Pakistani gunmen free 250 child hostages
US diplomat found dead in his Islamabad home
Gunmen who took up to 250 Pakistani school children hostage on Monday in a northwestern town freed them all and surrendered to tribal elders, a government spokesman said.
Violence and lawlessness has spread across Pakistan in recent months, seeping out of remote tribal regions on the Afghan border into cities and towns, raising fears about the stability of the nuclear-armed U.S. ally.
"All the children have been released and the criminals have surrendered to the jirga," said interior ministry spokesman Javel Iqbal Cheema. A jirga is a council of tribal elders. Cheema said none of the children was hurt.
Cheema said the gunmen were members of a kidnap gang but government officials and police had earlier said there were about seven Islamist militants holding the children in the school in Bannu town.
President Pervez Musharraf told a news conference in London the gunmen were "extremists".

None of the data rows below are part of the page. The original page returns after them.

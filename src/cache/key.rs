// Cache key derivation from request parameters

use crate::models::{CaptionColor, CaptionRequest};
use sha2::{Digest, Sha256};

/// Deterministic digest of a caption request, used as the sole cache key.
///
/// Stored as 64 lowercase hex characters. There is deliberately no version
/// component: changing the rendering algorithm silently stales old entries.
#[derive(Debug, Clone, PartialEq, Eq, Hash)]
pub struct Fingerprint(String);

impl Fingerprint {
    pub fn as_str(&self) -> &str {
        &self.0
    }
}

impl std::fmt::Display for Fingerprint {
    fn fmt(&self, f: &mut std::fmt::Formatter<'_>) -> std::fmt::Result {
        f.write_str(&self.0)
    }
}

/// Compute the SHA-256 fingerprint of a request.
///
/// Pure and total. Fields are hashed in a fixed order, each preceded by its
/// byte length, so a delimiter occurring inside a caption can never shift
/// field boundaries ("a|b","c" and "a","b|c" hash differently).
pub fn fingerprint(req: &CaptionRequest) -> Fingerprint {
    let mut hasher = Sha256::new();

    for field in [&req.source_url, &req.top_text, &req.bottom_text] {
        hasher.update((field.len() as u64).to_le_bytes());
        hasher.update(field.as_bytes());
    }
    hasher.update([match req.color {
        CaptionColor::Black => 0u8,
        CaptionColor::White => 1u8,
    }]);

    Fingerprint(hex::encode(hasher.finalize()))
}

#[cfg(test)]
mod tests {
    use super::*;

    fn req(source: &str, top: &str, bottom: &str, color: CaptionColor) -> CaptionRequest {
        CaptionRequest::new(source, top, bottom, color)
    }

    #[test]
    fn test_fingerprint_deterministic() {
        let a = fingerprint(&req("http://x/a.png", "TOP", "BOTTOM", CaptionColor::Black));
        let b = fingerprint(&req("http://x/a.png", "TOP", "BOTTOM", CaptionColor::Black));
        assert_eq!(a, b);
    }

    #[test]
    fn test_fingerprint_hex_shape() {
        let fp = fingerprint(&req("http://x/a.png", "", "", CaptionColor::Black));
        assert_eq!(fp.as_str().len(), 64);
        assert!(fp.as_str().chars().all(|c| c.is_ascii_hexdigit()));
    }

    #[test]
    fn test_each_field_contributes() {
        let base = fingerprint(&req("u", "t", "b", CaptionColor::Black));
        assert_ne!(base, fingerprint(&req("u2", "t", "b", CaptionColor::Black)));
        assert_ne!(base, fingerprint(&req("u", "t2", "b", CaptionColor::Black)));
        assert_ne!(base, fingerprint(&req("u", "t", "b2", CaptionColor::Black)));
        assert_ne!(base, fingerprint(&req("u", "t", "b", CaptionColor::White)));
    }

    #[test]
    fn test_field_boundaries_unambiguous() {
        // A separator inside a field must not collide with the field split.
        let a = fingerprint(&req("u", "a|b", "c", CaptionColor::Black));
        let b = fingerprint(&req("u", "a", "b|c", CaptionColor::Black));
        assert_ne!(a, b);

        let c = fingerprint(&req("u", "ab", "", CaptionColor::Black));
        let d = fingerprint(&req("u", "a", "b", CaptionColor::Black));
        assert_ne!(c, d);
    }
}
// Domain types shared across the service

/// Caption fill color.
///
/// A closed two-value enumeration, selected by the `white` request flag.
/// Kept binary on purpose; arbitrary colors are out of scope.
#[derive(Debug, Clone, Copy, PartialEq, Eq)]
pub enum CaptionColor {
    Black,
    White,
}

impl CaptionColor {
    pub fn rgba8(self) -> [u8; 4] {
        match self {
            CaptionColor::Black => [0, 0, 0, 255],
            CaptionColor::White => [255, 255, 255, 255],
        }
    }
}

/// A fully parsed captioning request.
///
/// Immutable once constructed; its four fields completely determine the
/// rendered output, which is what makes the fingerprint a sound cache key.
#[derive(Debug, Clone, PartialEq, Eq)]
pub struct CaptionRequest {
    pub source_url: String,
    pub top_text: String,
    pub bottom_text: String,
    pub color: CaptionColor,
}

impl CaptionRequest {
    pub fn new(
        source_url: impl Into<String>,
        top_text: impl Into<String>,
        bottom_text: impl Into<String>,
        color: CaptionColor,
    ) -> Self {
        Self {
            source_url: source_url.into(),
            top_text: top_text.into(),
            bottom_text: bottom_text.into(),
            color,
        }
    }
}

#[cfg(test)]
mod tests {
    use super::*;

    #[test]
    fn test_color_rgba() {
        assert_eq!(CaptionColor::Black.rgba8(), [0, 0, 0, 255]);
        assert_eq!(CaptionColor::White.rgba8(), [255, 255, 255, 255]);
    }
}
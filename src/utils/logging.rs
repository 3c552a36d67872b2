//! Structured logging setup.
//!
//! Configures the `tracing` ecosystem for the application, supporting a
//! human-readable format for development and JSON for production ingestion.

use crate::config::LoggingConfig;
use crate::error::Result;
use tracing_subscriber::{layer::SubscriberExt, util::SubscriberInitExt, EnvFilter};

/// Initializes the global tracing subscriber for the application.
///
/// Supports two output formats:
/// - `json`: Structured JSON logs for production ingestion.
/// - `pretty` (default): Human-readable, colorized output for development.
///
/// Log levels are controlled via the `RUST_LOG` environment variable or
/// the provided `LoggingConfig`.
pub fn init(config: &LoggingConfig) -> Result<()> {
    // Configure filter from environment or config file
    let env_filter =
        EnvFilter::try_from_default_env().unwrap_or_else(|_| EnvFilter::new(&config.level));

    match config.format.as_str() {
        "json" => {
            tracing_subscriber::registry()
                .with(env_filter)
                .with(tracing_subscriber::fmt::layer().json())
                .init();
        }
        _ => {
            tracing_subscriber::registry()
                .with(env_filter)
                .with(tracing_subscriber::fmt::layer().pretty())
                .init();
        }
    }

    Ok(())
}
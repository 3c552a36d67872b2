// captiond - HTTP meme captioning service with a content-addressed render cache

pub mod cache;
pub mod cli;
pub mod config;
pub mod error;
pub mod fetch;
pub mod metrics;
pub mod models;
pub mod render;
pub mod server;
pub mod utils;
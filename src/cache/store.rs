// Filesystem-backed artifact store

use crate::cache::key::Fingerprint;
use crate::error::Result;
use bytes::Bytes;
use std::path::{Path, PathBuf};
use tracing::{debug, warn};

/// Maps fingerprints to previously rendered artifacts, one file per key.
///
/// Entries are never expired or invalidated. Concurrent writers for the same
/// key are safe: content under a given fingerprint is deterministic, so the
/// last writer wins with identical bytes.
#[derive(Debug, Clone)]
pub struct FsArtifactStore {
    root: PathBuf,
}

impl FsArtifactStore {
    /// Open a store rooted at `root`, creating the directory if needed.
    pub async fn open(root: impl Into<PathBuf>) -> Result<Self> {
        let root = root.into();
        tokio::fs::create_dir_all(&root).await?;
        Ok(Self { root })
    }

    pub fn root(&self) -> &Path {
        &self.root
    }

    fn path_for(&self, key: &Fingerprint) -> PathBuf {
        self.root.join(key.as_str())
    }

    /// Return the stored bytes for `key`, or `None` on a miss.
    ///
    /// A read failure other than NotFound is logged and reported as a miss;
    /// the caller regenerates rather than failing the request.
    pub async fn read(&self, key: &Fingerprint) -> Option<Bytes> {
        match tokio::fs::read(self.path_for(key)).await {
            Ok(bytes) => {
                debug!(key = %key, len = bytes.len(), "artifact store hit");
                Some(Bytes::from(bytes))
            }
            Err(e) if e.kind() == std::io::ErrorKind::NotFound => None,
            Err(e) => {
                warn!(key = %key, error = %e, "artifact store read failed, treating as miss");
                None
            }
        }
    }

    /// Persist `bytes` under `key`. Overwriting an existing entry is
    /// acceptable (idempotent content).
    pub async fn write(&self, key: &Fingerprint, bytes: &[u8]) -> Result<()> {
        tokio::fs::write(self.path_for(key), bytes).await?;
        debug!(key = %key, len = bytes.len(), "artifact stored");
        Ok(())
    }
}
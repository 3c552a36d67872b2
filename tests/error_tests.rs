// Error taxonomy and HTTP mapping tests

use axum::http::StatusCode;
use axum::response::IntoResponse;
use captiond::error::CaptionError;

#[test]
fn test_pipeline_error_messages_are_fixed() {
    assert_eq!(
        CaptionError::Fetch("connection refused".to_string()).to_string(),
        "Invalid URL"
    );
    assert_eq!(
        CaptionError::Decode("bad magic".to_string()).to_string(),
        "Invalid or unsupported image"
    );
    assert_eq!(
        CaptionError::TooLarge("decoded 2000x2000".to_string()).to_string(),
        "Image is too large"
    );
}

#[test]
fn test_detail_is_kept_for_logs() {
    let err = CaptionError::Fetch("connection refused".to_string());
    assert_eq!(err.detail(), Some("connection refused"));
    assert!(!err.to_string().contains("connection refused"));

    assert_eq!(CaptionError::Internal("boom".to_string()).detail(), None);
}

#[test]
fn test_pipeline_errors_map_to_bad_request() {
    for err in [
        CaptionError::Fetch(String::new()),
        CaptionError::Decode(String::new()),
        CaptionError::TooLarge(String::new()),
    ] {
        assert_eq!(err.status(), StatusCode::BAD_REQUEST);
    }
}

#[test]
fn test_operational_errors_map_to_server_error() {
    assert_eq!(
        CaptionError::Config("missing".to_string()).status(),
        StatusCode::INTERNAL_SERVER_ERROR
    );
    assert_eq!(
        CaptionError::Font("unparsable".to_string()).status(),
        StatusCode::INTERNAL_SERVER_ERROR
    );
    assert_eq!(
        CaptionError::Internal("boom".to_string()).status(),
        StatusCode::INTERNAL_SERVER_ERROR
    );
}

#[tokio::test]
async fn test_response_body_is_the_one_line_message() {
    let response = CaptionError::TooLarge("decoded 2000x2000".to_string()).into_response();
    assert_eq!(response.status(), StatusCode::BAD_REQUEST);

    let body = axum::body::to_bytes(response.into_body(), 1024).await.unwrap();
    assert_eq!(body.as_ref(), b"Image is too large\n");
}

The gunmen fled into the school in the North West Frontier Province town and took the children hostage after they had kidnapped a health department official and his driver, police said.
US diplomat found dead
A U.S. diplomat was found dead at his home in the Pakistani capital on Monday after apparently shooting himself in the head, police said.
The U.S. embassy in Islamabad named the official as Keith Ryan and said in a statement that his death would be investigated but that there were no indications of foul play.
"He was found dead at his home. A bullet hit his head," a Pakistani investigation official said. "Apparently he committed suicide, but we are investigating from all possible angles."
Officials from the U.S. embassy and medical teams arrived at the scene before police were alerted, the investigator said.
A senior security official also said that the U.S. diplomat was found dead at his home in Islamabad after a suspected suicide.
"Our esteemed colleague, Mr Keith Ryan, passed away this morning in Islamabad," the U.S. statement said, without mentioning the cause of death.
"There will be a full investigation; however, there does not appear to have been any foul play," it said.